Nvidia (NASDAQ: NVDA) finished up 28.72% over that same trailing 12-month window, a strong result by any conventional measure, yet the diversified basket ran substantially harder.

On a year-to-date basis through July 10, 2026, SMH gained 69.67%, while NVDA climbed 13.25% over the same stretch.

In raw price terms, SMH moved from $360.13 on December 31, 2025 to $611.03 by July 10, 2026, while NVDA moved from $186.28 to $210.96 across the identical window.

The force behind both moves is the same: a sweeping AI infrastructure buildout that has pulled hyperscaler capital expenditure, sovereign AI projects, and enterprise workloads into a single accelerating wave.

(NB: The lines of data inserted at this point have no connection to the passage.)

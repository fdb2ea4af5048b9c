//! Persisting command-line options as config defaults.

use crate::config::{self, Config};

/// Write `config` to the config file so later runs need no arguments
pub fn cmd_save_config(config: &Config) -> anyhow::Result<()> {
    let path = config::save(config)?;
    println!("Saved settings to {}", path.display());
    if config.library.paths.is_empty() {
        println!("No music folders set yet. Pass them as arguments to add some.");
    } else {
        for folder in &config.library.paths {
            println!("  {}", folder.display());
        }
    }
    Ok(())
}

Jensen Huang captured the scale of the moment on Nvidia’s May 20, 2026 earnings call, stating: “The buildout of AI factories, the largest infrastructure expansion in human history, is accelerating at extraordinary speed.”

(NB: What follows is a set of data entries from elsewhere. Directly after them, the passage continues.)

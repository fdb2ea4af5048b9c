//! Deep tag stage: the last and most expensive link in the chain.

use async_trait::async_trait;
use futures::future::{BoxFuture, FutureExt};
use futures::StreamExt;
use futures::stream::FuturesUnordered;
use std::path::PathBuf;
use std::sync::Arc;
use tokio::task::JoinError;
use tracing::{debug, warn};

use super::{ExtractionResult, Extractor, MediaStoreExtractor, RawSong};
use crate::error::Result;
use crate::metadata::TagReader;

/// How many files may be read concurrently.
const TASK_CAPACITY: usize = 8;

/// A tag read in flight, tagged with the file it reads.
type PendingRead = BoxFuture<'static, (Option<PathBuf>, std::result::Result<Option<RawSong>, JoinError>)>;

/// Reads file tags for every record the cache could not complete.
///
/// Tag reads block, so each runs on the blocking pool; up to
/// [`TASK_CAPACITY`] run at once and finished records are produced in
/// completion order.
pub struct TagExtractor {
    media: MediaStoreExtractor,
    reader: Arc<dyn TagReader>,
    pending: FuturesUnordered<PendingRead>,
    exhausted: bool,
}

impl TagExtractor {
    pub fn new(media: MediaStoreExtractor, reader: Arc<dyn TagReader>) -> Self {
        Self {
            media,
            reader,
            pending: FuturesUnordered::new(),
            exhausted: false,
        }
    }
}

#[async_trait]
impl Extractor for TagExtractor {
    async fn init(&mut self) -> Result<usize> {
        self.exhausted = false;
        self.media.init().await
    }

    async fn next(&mut self) -> Result<Option<RawSong>> {
        loop {
            while !self.exhausted && self.pending.len() < TASK_CAPACITY {
                match self.media.next().await? {
                    Some((raw, ExtractionResult::Cached)) => return Ok(Some(raw)),
                    Some((raw, ExtractionResult::NotCached)) => {
                        let reader = Arc::clone(&self.reader);
                        let path = raw.path.clone();
                        let read = tokio::task::spawn_blocking(move || read_tags(reader.as_ref(), raw));
                        self.pending.push(read.map(move |joined| (path, joined)).boxed());
                    }
                    None => self.exhausted = true,
                }
            }

            match self.pending.next().await {
                Some((_, Ok(Some(raw)))) => return Ok(Some(raw)),
                Some((_, Ok(None))) => {}
                Some((path, Err(e))) => {
                    // A reader that panics on one file only loses that file
                    warn!(
                        target: "extractor::tags",
                        path = ?path,
                        error = %e,
                        "Tag read aborted, dropping file"
                    );
                }
                None => return Ok(None),
            }
        }
    }

    async fn finalize(&mut self, raws: &[RawSong]) -> Result<()> {
        self.media.finalize(raws).await
    }
}

/// Overlay file tags onto `raw`.
///
/// A file whose tags cannot be read keeps what the media index knew, as long
/// as that includes a title. Otherwise the record is malformed and dropped.
fn read_tags(reader: &dyn TagReader, mut raw: RawSong) -> Option<RawSong> {
    let path = raw.path.clone()?;
    match reader.read(&path) {
        Ok(fields) => {
            fields.apply(&mut raw);
            Some(raw)
        }
        Err(e) if raw.name.is_some() => {
            warn!(target: "extractor::tags", path = %path.display(), error = %e, "Unable to read tags, using media index data");
            Some(raw)
        }
        Err(e) => {
            debug!(target: "extractor::tags", path = %path.display(), error = %e, "Dropping unreadable file");
            None
        }
    }
}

Nvidia’s Q1 FY2027 revenue reached $81.61 billion, up 85.2% year over year, with Data Center Networking alone posting growth of 199%, underscoring how broad the demand has become.

That demand does not stop at a single chip designer; it flows through foundries, memory manufacturers, equipment vendors, and every supplier attached to each accelerator shipped at scale.

SMH holds the entire value chain inside one ticker, with top positions including AMD at 10.33%, Broadcom at 9.57%, Micron at 9.39%, Taiwan Semiconductor at 8.75%, NVIDIA at 8.40%, ASML at 8.13%, Intel at 8.13%, Lam Research at 5.62%, Applied Materials at 5.53%, and Texas Instruments at 4.52%.

Investors pay an annual expense ratio of 0.35% to hold that diversified exposure rather than concentrating risk on any single name within the sector.

Single-stock concentration carries costs that are easy to overlook when the name in question is winning, but far harder to ignore when something goes wrong.

Super Micro Computer (NASDAQ: SMCI) illustrated that risk clearly after accounting concerns and a delisting scare cut the stock roughly in half despite the company sitting squarely inside the same AI theme.

Owning the broader semiconductor basket smooths those individual blowups, capturing the theme’s momentum without requiring a precise quarterly call on which ticker inside it outperforms.

The result through mid-2026 suggests that identifying the right industry cycle and holding diversified exposure to it delivered stronger risk-adjusted returns than chasing the most widely discussed name in the market.

The forward question for investors is not which chip stock leads next quarter, but whether a disciplined process around thematic exposure continues to pay off even when the specific ticker prediction falls short.